I warned him, he tells himself, navigating streets he doesn't truly see. I told him to quit. I told him what I'd do if he didn't. He didn't listen. And now he'll realize that he shouldn't waste his time with me.
He'll leave him alone.
Nobody can find him in the woods. Nobody will think to look for him in the woods--he's certain that the warehouse isn't a safe hideout, not this soon after the party, but the woods are quiet, a reprieve from the busy life of the city. Dante sets up camp, then drives back home, abandoning his car in its usual parking spot and changing into running gear to head back out. He's already abandoned his phone, left to run out its charge slowly on his bed. He sees the light indicating he's got new messages, but Dante can't bring himself to check them. If it's Ardyn, he might be tempted to unload everything that's bothering him, and if it's Ari, he's worried he might not be able to hold on to what little composure he has left. So he leaves the phone untouched, leaves his house, and sets off at a sprint toward the woods.

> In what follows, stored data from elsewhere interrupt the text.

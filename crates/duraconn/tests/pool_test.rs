//! Tests for duraconn connection pooling

use std::sync::Arc;
use std::time::Duration;

use duraconn::prelude::*;
use duraconn::testing::MockDriver;

fn sample_config() -> DataStoreConfig {
    DataStoreConfig::new().with_server(
        "primary",
        ServerConfig::new(BackendKind::MySql).with_group(
            "main",
            GroupConfig::new(DurabilityKind::Randomizer).with_host("db1", "app", "secret"),
        ),
    )
}

fn start_pool(driver: &MockDriver, size: usize, mode: ExecMode) -> ConnectionPool {
    let config = sample_config();
    ConnectionPool::start(
        PoolConfig::new("workers", "app", "main").with_size(size),
        config.server("primary").unwrap(),
        Arc::new(driver.clone()),
        None,
        mode,
    )
    .unwrap()
}

fn raw_connection(driver: &MockDriver) -> Connection {
    let config = sample_config();
    let mut conn = Connection::new(Arc::new(driver.clone()), None, ExecMode::Service);
    conn.configure(config.server("primary").unwrap(), "app", "main")
        .unwrap();
    conn
}

// ==================== Startup Tests ====================

#[test]
fn test_start_validates_the_pool_name() {
    let driver = MockDriver::new();
    let config = sample_config();

    for name in ["Replicas", "pool-1", "pool 1", ""] {
        let err = ConnectionPool::start(
            PoolConfig::new(name, "app", "main"),
            config.server("primary").unwrap(),
            Arc::new(driver.clone()),
            None,
            ExecMode::Service,
        )
        .unwrap_err();
        assert!(err.to_string().contains("may only contain lowercase letters and underscores"));
    }
}

#[test]
fn test_start_validates_the_size() {
    let driver = MockDriver::new();
    let config = sample_config();

    let err = ConnectionPool::start(
        PoolConfig::new("workers", "app", "main").with_size(0),
        config.server("primary").unwrap(),
        Arc::new(driver),
        None,
        ExecMode::Service,
    )
    .unwrap_err();
    assert_eq!(
        err.to_string(),
        "configuration error: size must be greater than or equal to 1"
    );
}

#[test]
fn test_start_probes_the_server_idle_timeout() {
    let driver = MockDriver::new();
    let pool = start_pool(&driver, 3, ExecMode::Service);

    assert_eq!(pool.idle_timeout(), Some(Duration::from_secs(28800)));
    assert_eq!(pool.size(), 3);
    assert_eq!(pool.available(), 3);

    // Exactly one slot was dialed, for the probe itself.
    assert_eq!(driver.connects(), 1);
    let executed = driver.executed();
    assert_eq!(executed.len(), 1);
    assert_eq!(executed[0].0, MockDriver::PROBE);
}

#[test]
fn test_probed_timeout_follows_the_server_setting() {
    let driver = MockDriver::new();
    driver.stage_wait_timeout(600);

    let pool = start_pool(&driver, 1, ExecMode::Service);
    assert_eq!(pool.idle_timeout(), Some(Duration::from_secs(600)));
}

#[test]
fn test_start_fails_when_the_probe_returns_nothing() {
    let driver = MockDriver::new();
    driver.clear_rows(MockDriver::PROBE);

    let config = sample_config();
    let err = ConnectionPool::start(
        PoolConfig::new("workers", "app", "main"),
        config.server("primary").unwrap(),
        Arc::new(driver),
        None,
        ExecMode::Service,
    )
    .unwrap_err();
    assert_eq!(
        err.to_string(),
        "configuration error: cannot determine server wait timeout"
    );
}

#[test]
fn test_probeless_driver_starts_cold() {
    let driver = MockDriver::new().without_probe();
    let pool = start_pool(&driver, 2, ExecMode::Service);

    assert_eq!(pool.idle_timeout(), None);
    assert_eq!(pool.available(), 2);
    assert_eq!(driver.connects(), 0);
    assert!(driver.executed().is_empty());
}

// ==================== Checkout and Release Tests ====================

#[test]
fn test_checkout_hands_out_live_connections() {
    let driver = MockDriver::new();
    let pool = start_pool(&driver, 2, ExecMode::Service);

    let conn = pool.get_dsh().unwrap();
    assert!(conn.is_connected());
    assert_eq!(pool.available(), 1);

    pool.release_dsh(conn).unwrap();
    assert_eq!(pool.available(), 2);
}

#[test]
fn test_every_slot_checks_out_without_blocking() {
    let driver = MockDriver::new();
    let pool = start_pool(&driver, 3, ExecMode::Service);

    let first = pool.get_dsh_timeout(Duration::from_millis(50)).unwrap();
    let second = pool.get_dsh_timeout(Duration::from_millis(50)).unwrap();
    let third = pool.get_dsh_timeout(Duration::from_millis(50)).unwrap();
    assert_eq!(pool.available(), 0);

    let err = pool.get_dsh_timeout(Duration::from_millis(50)).unwrap_err();
    assert!(matches!(err, Error::PoolExhausted { .. }));

    pool.release_dsh(first).unwrap();
    pool.release_dsh(second).unwrap();
    pool.release_dsh(third).unwrap();
    assert_eq!(pool.available(), 3);
}

#[test]
fn test_bounded_checkout_times_out_when_exhausted() {
    let driver = MockDriver::new();
    let pool = start_pool(&driver, 1, ExecMode::Service);

    let held = pool.get_dsh().unwrap();
    let err = pool.get_dsh_timeout(Duration::from_millis(50)).unwrap_err();
    assert!(matches!(err, Error::PoolExhausted { .. }));
    assert_eq!(
        err.to_string(),
        "pool exhausted: no connections available; consider resizing pool"
    );

    pool.release_dsh(held).unwrap();
    let conn = pool.get_dsh_timeout(Duration::from_millis(50)).unwrap();
    pool.release_dsh(conn).unwrap();
}

#[test]
fn test_release_wakes_a_blocked_checkout() {
    let driver = MockDriver::new();
    let pool = Arc::new(start_pool(&driver, 1, ExecMode::Service));

    let held = pool.get_dsh().unwrap();
    let waiter = {
        let pool = Arc::clone(&pool);
        std::thread::spawn(move || {
            let conn = pool.get_dsh()?;
            pool.release_dsh(conn)
        })
    };

    std::thread::sleep(Duration::from_millis(50));
    pool.release_dsh(held).unwrap();

    waiter.join().unwrap().unwrap();
    assert_eq!(pool.available(), 1);
}

#[test]
fn test_foreign_connections_are_rejected() {
    let driver = MockDriver::new();
    let pool = start_pool(&driver, 1, ExecMode::Service);

    let err = pool.release_dsh(raw_connection(&driver)).unwrap_err();
    assert!(matches!(err, Error::NotPooled));
    assert_eq!(err.to_string(), "connection was not properly retrieved from pool");

    // A connection from one pool cannot be returned to another.
    let other = start_pool(&driver, 1, ExecMode::Service);
    let conn = other.get_dsh().unwrap();
    let err = pool.release_dsh(conn).unwrap_err();
    assert!(matches!(err, Error::NotPooled));
}

#[test]
fn test_with_dsh_releases_on_every_path() {
    let driver = MockDriver::new();
    let pool = start_pool(&driver, 1, ExecMode::Service);

    let connected = pool.with_dsh(|conn| Ok(conn.is_connected())).unwrap();
    assert!(connected);
    assert_eq!(pool.available(), 1);

    let err = pool
        .with_dsh(|_conn| Err::<(), Error>(Error::internal("boom")))
        .unwrap_err();
    assert!(err.to_string().contains("boom"));
    assert_eq!(pool.available(), 1);
}

// ==================== Transaction Hygiene Tests ====================

#[test]
fn test_release_rolls_back_open_work() {
    let driver = MockDriver::new();
    let pool = start_pool(&driver, 1, ExecMode::Service);
    let after_start = driver.rollbacks();

    let mut conn = pool.get_dsh().unwrap();
    conn.query("insert into t(a) values (?)", &[Value::Int(1)]).unwrap();
    pool.release_dsh(conn).unwrap();

    assert_eq!(driver.rollbacks(), after_start + 1);
    assert_eq!(driver.commits(), 0);
}

#[test]
fn test_unit_test_release_skips_the_rollback() {
    let driver = MockDriver::new();
    let pool = start_pool(&driver, 1, ExecMode::UnitTest);

    let mut conn = pool.get_dsh().unwrap();
    conn.query("insert into t(a) values (?)", &[Value::Int(1)]).unwrap();
    pool.release_dsh(conn).unwrap();

    assert_eq!(driver.rollbacks(), 0);
}

#[test]
fn test_failed_rollback_drops_the_transport_but_frees_the_slot() {
    let driver = MockDriver::new();
    let pool = start_pool(&driver, 1, ExecMode::Service);
    driver.set_rollback_fail(true);

    let mut conn = pool.get_dsh().unwrap();
    conn.query("insert into t(a) values (1)", &[]).unwrap();
    assert_eq!(driver.connects(), 1);

    // The release still succeeds; the broken transaction just costs the
    // transport.
    pool.release_dsh(conn).unwrap();
    assert_eq!(pool.available(), 1);

    driver.set_rollback_fail(false);
    let conn = pool.get_dsh().unwrap();
    assert!(conn.is_connected());
    assert_eq!(driver.connects(), 2);
    pool.release_dsh(conn).unwrap();
}

// ==================== Slot Reuse Tests ====================

#[test]
fn test_warm_slot_counts_as_a_hit() {
    let driver = MockDriver::new();
    let pool = start_pool(&driver, 1, ExecMode::Service);

    let conn = pool.get_dsh().unwrap();
    pool.release_dsh(conn).unwrap();

    // Two checkouts so far: the cold probe and one warm reuse.
    let usage = pool.slot_usage();
    assert_eq!(usage.len(), 1);
    assert_eq!(usage[0].requests, 2);
    assert_eq!(usage[0].hits, 1);
    assert_eq!(driver.connects(), 1);
}

#[test]
fn test_slot_idle_past_the_server_deadline_is_redialed() {
    let driver = MockDriver::new();
    // A 1s server timeout is inside the probe margin, so every reuse
    // counts as stale without the test having to sleep.
    driver.stage_wait_timeout(1);
    let pool = start_pool(&driver, 1, ExecMode::Service);
    assert_eq!(driver.connects(), 1);

    let conn = pool.get_dsh().unwrap();
    assert_eq!(driver.connects(), 2);
    pool.release_dsh(conn).unwrap();

    let conn = pool.get_dsh().unwrap();
    assert_eq!(driver.connects(), 3);
    pool.release_dsh(conn).unwrap();

    let usage = pool.slot_usage();
    assert_eq!(usage[0].requests, 3);
    assert_eq!(usage[0].hits, 0);
}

Dante isn't sure how long or how far he goes, trying desperately to outrun the anxieties weighing him down. The exertion does him good, pushing his body to go farther, just a little bit farther until at last he has to drop to a walk, gasping for breath. And then he pushes himself again, trying to run every last little bit of nervous energy out of his body before he finally starts back to camp.
He's exhausted by the time he gets back, the sun beginning to drop low in the sky and the temperature to drop. He builds a fire as night falls and reaches into his bag, pulling out one of the two bottles of whiskey he's brought with him. It's a dangerous, slippery slope, Dante knows, treating emotions with alcohol, but he doesn't know what else to do in this moment and if nothing else it will give him a reprieve for the night. So he drinks, the first couple shots doing little to ease what is rapidly becoming a spiral of self-deprecation and bitterness, the later shots warming in his veins and bringing a smile (at last) to his face.
He stands in the night, pacing and swinging and talking to himself as he circles the fire, laughing as he stumbles over his own two feet and watching the logs crackle and send up sparks into the night air. He stares up into the night sky, thinking about Ari and the time he's spent with her looking up at these same stars, and in that moment his heart doesn't hurt--Dante's too warm for his heart to hurt, too full of an artificial happiness that will eventually fade away.
When morning comes he's alone again, the morning dull and gray. Dante groans from his pile of blankets and sleeping bag, not ready to face the day, but soon enough nature's call brings him staggering out of the tent, up.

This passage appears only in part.